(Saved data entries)
--- --- ---

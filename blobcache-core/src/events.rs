/// Change notifications published by [`crate::store::AssetCache`].
///
/// Delivery is best effort: slow subscribers lag and miss events rather than
/// slowing the cache down.
#[derive(Debug, Clone, PartialEq, Eq)]
pub enum CacheEvent {
    /// A network fetch started for the key.
    Loading { key: String },
    Loaded { key: String },
    Failed { key: String, error: String },
    /// Removed by the capacity check to make room for a new entry.
    Evicted { key: String },
    /// Removed explicitly (directly or by the monitor).
    Removed { key: String },
    Cleared { released: usize },
}

impl CacheEvent {
    pub fn key(&self) -> Option<&str> {
        match self {
            CacheEvent::Loading { key }
            | CacheEvent::Loaded { key }
            | CacheEvent::Failed { key, .. }
            | CacheEvent::Evicted { key }
            | CacheEvent::Removed { key } => Some(key),
            CacheEvent::Cleared { .. } => None,
        }
    }
}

--- --- ---

Exercise goal: Once you have read through the entries above, state how many lines hold the word "events", giving nothing but the number.

Solution to this problem: 2